__Aim of the exercise__. Using the data below, copy each line that includes the word "info".

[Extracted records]
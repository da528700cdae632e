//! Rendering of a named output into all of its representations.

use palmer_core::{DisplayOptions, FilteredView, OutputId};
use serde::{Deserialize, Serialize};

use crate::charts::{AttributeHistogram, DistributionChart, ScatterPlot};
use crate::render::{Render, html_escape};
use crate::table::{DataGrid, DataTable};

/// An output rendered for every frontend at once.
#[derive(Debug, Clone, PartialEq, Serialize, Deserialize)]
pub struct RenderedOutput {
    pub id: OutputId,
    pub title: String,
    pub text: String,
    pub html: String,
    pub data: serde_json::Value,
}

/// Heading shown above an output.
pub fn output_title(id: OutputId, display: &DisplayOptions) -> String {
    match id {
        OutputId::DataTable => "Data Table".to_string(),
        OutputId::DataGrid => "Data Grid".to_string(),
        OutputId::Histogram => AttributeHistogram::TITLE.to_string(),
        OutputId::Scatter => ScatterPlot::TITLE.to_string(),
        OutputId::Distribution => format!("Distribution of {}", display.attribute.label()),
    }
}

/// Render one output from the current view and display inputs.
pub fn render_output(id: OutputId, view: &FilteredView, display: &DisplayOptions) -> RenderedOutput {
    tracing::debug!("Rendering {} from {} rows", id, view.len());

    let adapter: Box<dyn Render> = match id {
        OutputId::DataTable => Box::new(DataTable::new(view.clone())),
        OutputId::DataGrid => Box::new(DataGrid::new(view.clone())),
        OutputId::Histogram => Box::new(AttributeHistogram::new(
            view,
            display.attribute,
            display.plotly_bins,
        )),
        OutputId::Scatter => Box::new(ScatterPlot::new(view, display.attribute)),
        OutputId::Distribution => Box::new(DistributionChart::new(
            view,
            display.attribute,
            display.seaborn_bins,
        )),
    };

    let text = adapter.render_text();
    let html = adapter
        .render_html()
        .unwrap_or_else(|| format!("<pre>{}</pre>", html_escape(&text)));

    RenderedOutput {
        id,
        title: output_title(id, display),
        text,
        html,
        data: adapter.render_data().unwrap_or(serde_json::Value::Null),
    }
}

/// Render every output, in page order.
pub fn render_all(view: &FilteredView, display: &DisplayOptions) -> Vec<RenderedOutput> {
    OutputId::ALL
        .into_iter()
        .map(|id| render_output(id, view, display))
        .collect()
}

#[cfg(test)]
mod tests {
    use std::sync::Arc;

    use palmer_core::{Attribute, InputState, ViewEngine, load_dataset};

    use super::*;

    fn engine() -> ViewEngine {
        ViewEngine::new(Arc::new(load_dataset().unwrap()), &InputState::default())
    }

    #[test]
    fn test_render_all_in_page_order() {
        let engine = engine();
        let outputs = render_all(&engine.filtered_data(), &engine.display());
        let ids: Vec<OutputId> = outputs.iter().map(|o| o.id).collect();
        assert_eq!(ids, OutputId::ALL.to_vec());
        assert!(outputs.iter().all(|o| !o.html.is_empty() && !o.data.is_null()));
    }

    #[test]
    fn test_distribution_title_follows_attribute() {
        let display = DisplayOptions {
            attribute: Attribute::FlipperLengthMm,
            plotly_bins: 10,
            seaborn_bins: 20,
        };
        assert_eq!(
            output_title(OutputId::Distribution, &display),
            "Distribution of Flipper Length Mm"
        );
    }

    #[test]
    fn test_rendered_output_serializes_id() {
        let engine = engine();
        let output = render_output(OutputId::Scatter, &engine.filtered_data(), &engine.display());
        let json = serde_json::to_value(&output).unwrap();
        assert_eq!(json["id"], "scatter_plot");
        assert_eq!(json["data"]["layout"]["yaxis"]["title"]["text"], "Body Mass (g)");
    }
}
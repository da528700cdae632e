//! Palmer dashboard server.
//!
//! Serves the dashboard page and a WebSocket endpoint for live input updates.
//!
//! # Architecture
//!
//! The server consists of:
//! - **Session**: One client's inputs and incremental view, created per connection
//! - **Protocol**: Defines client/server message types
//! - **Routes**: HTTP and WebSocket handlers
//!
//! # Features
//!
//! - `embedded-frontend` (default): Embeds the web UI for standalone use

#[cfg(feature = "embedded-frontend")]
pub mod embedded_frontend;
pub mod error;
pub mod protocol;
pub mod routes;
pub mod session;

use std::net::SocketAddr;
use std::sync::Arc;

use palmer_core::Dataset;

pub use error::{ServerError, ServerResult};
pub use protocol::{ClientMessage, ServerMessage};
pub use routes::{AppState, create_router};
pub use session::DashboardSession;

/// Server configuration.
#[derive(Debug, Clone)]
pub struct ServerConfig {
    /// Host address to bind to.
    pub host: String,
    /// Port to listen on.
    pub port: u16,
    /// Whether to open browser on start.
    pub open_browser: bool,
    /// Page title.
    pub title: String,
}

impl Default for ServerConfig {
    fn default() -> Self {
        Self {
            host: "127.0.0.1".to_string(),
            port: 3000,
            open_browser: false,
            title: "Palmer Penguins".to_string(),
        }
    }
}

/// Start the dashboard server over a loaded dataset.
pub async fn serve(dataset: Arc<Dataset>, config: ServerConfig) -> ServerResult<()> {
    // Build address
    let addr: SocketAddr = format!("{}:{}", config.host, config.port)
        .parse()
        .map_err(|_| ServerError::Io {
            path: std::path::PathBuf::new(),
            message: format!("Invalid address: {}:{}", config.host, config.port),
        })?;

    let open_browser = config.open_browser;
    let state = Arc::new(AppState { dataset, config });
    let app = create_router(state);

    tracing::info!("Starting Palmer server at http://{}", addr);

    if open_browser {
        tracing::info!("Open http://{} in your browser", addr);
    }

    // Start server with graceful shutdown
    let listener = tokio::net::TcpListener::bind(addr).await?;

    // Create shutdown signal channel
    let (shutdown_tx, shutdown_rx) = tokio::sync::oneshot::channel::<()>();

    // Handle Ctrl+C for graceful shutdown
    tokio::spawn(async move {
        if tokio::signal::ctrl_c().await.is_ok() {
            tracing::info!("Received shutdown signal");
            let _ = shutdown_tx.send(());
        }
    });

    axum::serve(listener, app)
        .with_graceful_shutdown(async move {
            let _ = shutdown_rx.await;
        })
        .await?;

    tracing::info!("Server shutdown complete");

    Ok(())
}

__Result below__.
    tracing::info!("Starting Palmer server at http://{}", addr);
        tracing::info!("Open http://{} in your browser", addr);
            tracing::info!("Received shutdown signal");
    tracing::info!("Server shutdown complete");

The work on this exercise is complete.